Level 3: Failover. With Content Manager implementations, there are many
components to consider that could be a single point of failure (SPOF). An outage in any single component can result in service interruption to an end user. Multiple instances or redundancy for any single component should be deployed for availability purposes. There are two primary techniques to deploy fail-over strategies:– Application clustering or non-IP cluster failover (for example, WebSphere) – Platform clustering or IP-based cluster failover (for example, HACMP) Both of these are fundamental approaches to accomplishing high availability. Components that support application clustering might also be able to take advantage of load balancing in addition to availability benefits. For example, IBM WebSphere Application Server Network Dispatcher (ND) Version 5.0 and WebSphere Application Server Version 4.0 Advanced Edition (AE) has a built-in application clustering support. In order to achieve 99.9x% high availability in a Content Manager environment, you typically need to deploy both application clustering and platform clustering, assuming your solution is operating in a multi-tier or multiserver environment. If you run the full Content Manager stack on a single server (all components), platform clustering or IP-based failover would be the appropriate strategy to deploy.
In a platform clustering environment, a standby or backup system is used to take over for the primary system if the primary system fails. In principle, almost any component can become highly available by employing platform clustering techniques. With IP-based cluster failover, we can configure the systems as active/active mutual takeover or active/standby (hot spare). Additional information regarding fail-over strategies and techniques for Content Manager implementations are discussed in 4.2, “Content Manager HA strategies and options” on page 100.

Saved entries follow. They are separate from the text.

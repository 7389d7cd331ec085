//! Metadata service node binary
//!
//! Runs a single node with separate ports for cluster transport and the
//! client API.
//!
//! Usage: metaraft-server --id <NODE_ID> --transport-port <PORT> --api-port <PORT> --data-dir <DIR> --peers <ID=ADDR,...> [--compact-threshold N]
//!
//! Example for a 3-node cluster:
//!   Node 1: metaraft-server --id 1 --transport-port 8001 --api-port 9001 --data-dir /tmp/meta1 --peers 2=127.0.0.1:8002,3=127.0.0.1:8003
//!   Node 2: metaraft-server --id 2 --transport-port 8002 --api-port 9002 --data-dir /tmp/meta2 --peers 1=127.0.0.1:8001,3=127.0.0.1:8003
//!   Node 3: metaraft-server --id 3 --transport-port 8003 --api-port 9003 --data-dir /tmp/meta3 --peers 1=127.0.0.1:8001,2=127.0.0.1:8002

use std::collections::HashMap;
use std::env;
use std::net::SocketAddr;
use std::sync::Arc;
use std::time::Duration;

use tracing::info;

use metaraft::api::create_meta_router;
use metaraft::meta::{MetaConfig, MetaServer};
use metaraft::storage::{FileEngine, KvLogStore};
use metaraft::transport::http::{create_raft_router, HttpPeerTransport};

fn parse_args() -> (u64, u16, u16, String, HashMap<u64, String>, usize) {
    let args: Vec<String> = env::args().collect();

    let mut id: Option<u64> = None;
    let mut transport_port: Option<u16> = None;
    let mut api_port: Option<u16> = None;
    let mut data_dir: Option<String> = None;
    let mut peers: HashMap<u64, String> = HashMap::new();
    let mut compact_threshold: usize = 20;

    let mut i = 1;
    while i < args.len() {
        match args[i].as_str() {
            "--id" => {
                id = Some(args[i + 1].parse().expect("invalid node ID"));
                i += 2;
            }
            "--transport-port" => {
                transport_port = Some(args[i + 1].parse().expect("invalid transport port"));
                i += 2;
            }
            "--api-port" => {
                api_port = Some(args[i + 1].parse().expect("invalid API port"));
                i += 2;
            }
            "--data-dir" => {
                data_dir = Some(args[i + 1].clone());
                i += 2;
            }
            "--peers" => {
                // Format: 2=127.0.0.1:8002,3=127.0.0.1:8003
                for peer_spec in args[i + 1].split(',') {
                    let parts: Vec<&str> = peer_spec.split('=').collect();
                    if parts.len() == 2 {
                        let peer_id: u64 = parts[0].parse().expect("invalid peer ID");
                        peers.insert(peer_id, parts[1].to_string());
                    }
                }
                i += 2;
            }
            "--compact-threshold" => {
                compact_threshold = args[i + 1].parse().expect("invalid compact threshold");
                i += 2;
            }
            _ => {
                eprintln!("unknown argument: {}", args[i]);
                i += 1;
            }
        }
    }

    let id = id.expect("--id is required");
    let transport_port = transport_port.expect("--transport-port is required");
    let api_port = api_port.expect("--api-port is required");
    let data_dir = data_dir.expect("--data-dir is required");

    (id, transport_port, api_port, data_dir, peers, compact_threshold)
}

#[tokio::main]
async fn main() {
    tracing_subscriber::fmt()
        .with_env_filter(
            tracing_subscriber::EnvFilter::try_from_default_env()
                .unwrap_or_else(|_| "metaraft=info".into()),
        )
        .init();

    let (id, transport_port, api_port, data_dir, peers, compact_threshold) = parse_args();
    info!(node = id, transport_port, api_port, %data_dir, ?peers, "starting");

    // One engine for the consensus log, one for metadata rows
    let log_engine =
        FileEngine::open(format!("{}/log_{}", data_dir, id)).expect("failed to open log engine");
    let meta_engine =
        FileEngine::open(format!("{}/meta_{}", data_dir, id)).expect("failed to open meta engine");

    let peer_ids: Vec<u64> = peers.keys().copied().collect();
    let transport = HttpPeerTransport::new(peers, Duration::from_secs(5));

    let config = MetaConfig {
        compact_threshold,
        ..MetaConfig::default()
    };
    let server = MetaServer::start(
        id,
        peer_ids,
        Box::new(KvLogStore::new(Arc::new(log_engine))),
        Arc::new(meta_engine),
        transport,
        config,
    )
    .await;

    let raft_router = create_raft_router(server.shared_core());
    let meta_router = create_meta_router(server.clone(), server.shared_core());

    // Cluster transport (consensus RPCs)
    let transport_addr: SocketAddr = format!("0.0.0.0:{}", transport_port).parse().unwrap();
    let transport_listener = tokio::net::TcpListener::bind(transport_addr)
        .await
        .expect("failed to bind transport port");
    info!(node = id, %transport_addr, "transport listening");
    tokio::spawn(async move {
        axum::serve(transport_listener, raft_router).await.unwrap();
    });

    // Client API
    let api_addr: SocketAddr = format!("0.0.0.0:{}", api_port).parse().unwrap();
    let api_listener = tokio::net::TcpListener::bind(api_addr)
        .await
        .expect("failed to bind API port");
    info!(node = id, %api_addr, "client API listening");
    axum::serve(api_listener, meta_router).await.unwrap();
}
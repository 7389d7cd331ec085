//! Raft consensus core
//!
//! Implements the consensus state machine described in "In Search of an
//! Understandable Consensus Algorithm" (Ongaro, Ousterhout): role
//! transitions, term/vote bookkeeping, log replication with conflict-hint
//! backtracking, commit-index advancement, and snapshot install/compaction.
//!
//! The core is synchronous and transport-agnostic. Committed entries are not
//! applied here; they are emitted as [`ApplyMsg`] values into a channel whose
//! single consumer (the apply pipeline) owns the state machine. Callers wrap
//! the core in `Arc<Mutex<..>>` so that vote handling, append handling,
//! snapshot handling, proposals and election timeouts never run concurrently
//! against the shared state.

use std::collections::HashMap;

use serde::{Deserialize, Serialize};
use tokio::sync::mpsc;
use tokio::time::Instant;
use tracing::{debug, info, warn};

use crate::storage::{LogStore, StorageError};

use super::snapshot::{Snapshot, SnapshotMetadata};

/// Raft node states
#[derive(Debug, Clone, Copy, PartialEq, Eq)]
pub enum RaftState {
    /// Follower: passive state, receives updates from leader
    Follower,
    /// Candidate: actively seeking votes to become leader
    Candidate,
    /// Leader: handles all client proposals and replicates the log
    Leader,
}

/// A single log entry
#[derive(Debug, Clone, PartialEq, Eq, Serialize, Deserialize)]
pub struct LogEntry {
    /// Term when entry was received by leader
    pub term: u64,
    /// Index in the log (1-indexed, contiguous within the retained log)
    pub index: u64,
    /// Opaque command bytes for the state machine. Empty bytes mark the
    /// no-op entry a fresh leader appends to commit prior-term entries.
    pub command: Vec<u8>,
}

/// Notification handed to the apply pipeline, strictly in increasing index
/// order and exactly once per committed index.
#[derive(Debug, Clone)]
pub enum ApplyMsg {
    /// A command committed at `index`.
    Command {
        index: u64,
        term: u64,
        command: Vec<u8>,
    },
    /// A snapshot delivered by the leader; the consumer decides via
    /// `cond_install_snapshot` whether it is still current.
    Snapshot { term: u64, index: u64, data: Vec<u8> },
}

/// Sender half of the apply channel owned by the core.
pub type ApplySender = mpsc::UnboundedSender<ApplyMsg>;

/// RequestVote RPC arguments
#[derive(Debug, Clone, Serialize, Deserialize)]
pub struct RequestVoteArgs {
    /// Candidate's term
    pub term: u64,
    /// Candidate requesting vote
    pub candidate_id: u64,
    /// Index of candidate's last log entry
    pub last_log_index: u64,
    /// Term of candidate's last log entry
    pub last_log_term: u64,
}

/// RequestVote RPC results
#[derive(Debug, Clone, Serialize, Deserialize)]
pub struct RequestVoteResult {
    /// Current term, for candidate to update itself
    pub term: u64,
    /// True means candidate received vote
    pub vote_granted: bool,
}

/// AppendEntries RPC arguments
#[derive(Debug, Clone, Serialize, Deserialize)]
pub struct AppendEntriesArgs {
    /// Leader's term
    pub term: u64,
    /// Leader's ID
    pub leader_id: u64,
    /// Index of log entry immediately preceding new ones
    pub prev_log_index: u64,
    /// Term of prev_log_index entry
    pub prev_log_term: u64,
    /// Log entries to store (empty for heartbeat)
    pub entries: Vec<LogEntry>,
    /// Leader's commit_index
    pub leader_commit: u64,
}

/// AppendEntries RPC results
///
/// On rejection the follower returns conflict hints so the leader can jump
/// its `next_index` backward in one exchange instead of decrementing.
#[derive(Debug, Clone, Serialize, Deserialize)]
pub struct AppendEntriesResult {
    /// Current term, for leader to update itself
    pub term: u64,
    /// True if follower contained entry matching prev_log_index and prev_log_term
    pub success: bool,
    /// On mismatch: the first index the leader should retry from
    pub conflict_index: Option<u64>,
    /// On term mismatch at prev_log_index: the conflicting term
    pub conflict_term: Option<u64>,
}

impl AppendEntriesResult {
    fn ok(term: u64) -> Self {
        AppendEntriesResult {
            term,
            success: true,
            conflict_index: None,
            conflict_term: None,
        }
    }

    fn rejected(term: u64, conflict_index: Option<u64>, conflict_term: Option<u64>) -> Self {
        AppendEntriesResult {
            term,
            success: false,
            conflict_index,
            conflict_term,
        }
    }
}

/// Result of handling an AppendEntries RPC
#[derive(Debug, Clone)]
pub struct HandleAppendEntriesOutput {
    /// The response to send back to the leader
    pub result: AppendEntriesResult,
    /// Leader ID if we recognized a valid leader
    pub leader_id: Option<u64>,
}

/// InstallSnapshot RPC arguments
#[derive(Debug, Clone, Serialize, Deserialize)]
pub struct InstallSnapshotArgs {
    /// Leader's term
    pub term: u64,
    /// Leader's ID
    pub leader_id: u64,
    /// Last log index included in snapshot
    pub last_included_index: u64,
    /// Term of last included entry
    pub last_included_term: u64,
    /// Snapshot data
    pub data: Vec<u8>,
}

/// InstallSnapshot RPC results
#[derive(Debug, Clone, Serialize, Deserialize)]
pub struct InstallSnapshotResult {
    /// Current term, for leader to update itself
    pub term: u64,
}

/// Core Raft state machine (sync, transport-agnostic)
pub struct RaftCore {
    // Durable state backend
    storage: Box<dyn LogStore>,
    // Committed entries and snapshot installs flow out through this channel
    apply_tx: ApplySender,

    // Persistent state on all servers (updated on stable storage before
    // responding to RPCs; cached in memory for fast access)
    /// Latest term server has seen (initialized to 0, increases monotonically)
    pub current_term: u64,
    /// Candidate ID that received vote in current term (or None if none)
    pub voted_for: Option<u64>,
    /// Retained log entries; log[0] is the entry at snapshot_last_index + 1
    pub log: Vec<LogEntry>,
    /// Last log index included in snapshot (0 if no snapshot)
    pub snapshot_last_index: u64,
    /// Term of the last log entry included in snapshot (0 if no snapshot)
    pub snapshot_last_term: u64,

    // Volatile state on all servers
    /// Index of highest log entry known to be committed
    pub commit_index: u64,
    /// Index of highest log entry handed to the apply channel
    pub last_applied: u64,

    // Volatile state on leaders (reinitialized after election)
    /// For each peer, index of the next log entry to send
    pub next_index: HashMap<u64, u64>,
    /// For each peer, index of the highest entry known to be replicated
    pub match_index: HashMap<u64, u64>,

    // Node-specific state
    /// Unique identifier for this node
    pub id: u64,
    /// Current state of this node
    pub state: RaftState,
    /// IDs of other nodes in the cluster
    pub peers: Vec<u64>,
    /// Peers that have granted votes in the current election
    votes_received: Vec<u64>,
    /// Current known leader (updated when receiving valid AppendEntries)
    pub current_leader: Option<u64>,
    /// Last time we received a valid heartbeat from leader
    pub last_heartbeat: Instant,
}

Level 4: Replication (data redundancy). This type of high availability for
Content Manager implementations extends the protection by duplicating the database content (metadata and control tables) and file system content to another machine (server) in the event of a hardware, software, disk, or data failure. This would provide another level of protection and high availability in the event of a failure with data and content being replicated compared to a shared disk/fail-over strategy previously discussed. This type of a high availability implementation (replication) can also be used as a disasterrecovery strategy, the difference being whether the servers are located within the same location or are geographically separated.
For Content Manager implementations, this strategy would use a database replication and a Resource Manager replication strategy, as discussed later in this chapter in 4.2.5, “High availability example 3: Replication” on page 113.
Level 5: Disaster recovery
. This applies to maintaining systems in different sites. When the primary site becomes unavailable due to disasters, the backup site can become operational within a reasonable time. This can be done manually through regular data backups and automatically bygeographical clustering, replication, or mirroring software.
It is also possible and a best practice to combine multiple high availability levels within a single solution. For example, a fail-over (level 3) strategy for the Library Server database and a replication strategy (level 4) for the Resource Manager content, with all servers using a disk redundancy strategy (level 2).
Examples for levels 3 and 4 are discussed in 4.2, “Content Manager HA strategies and options” on page 100.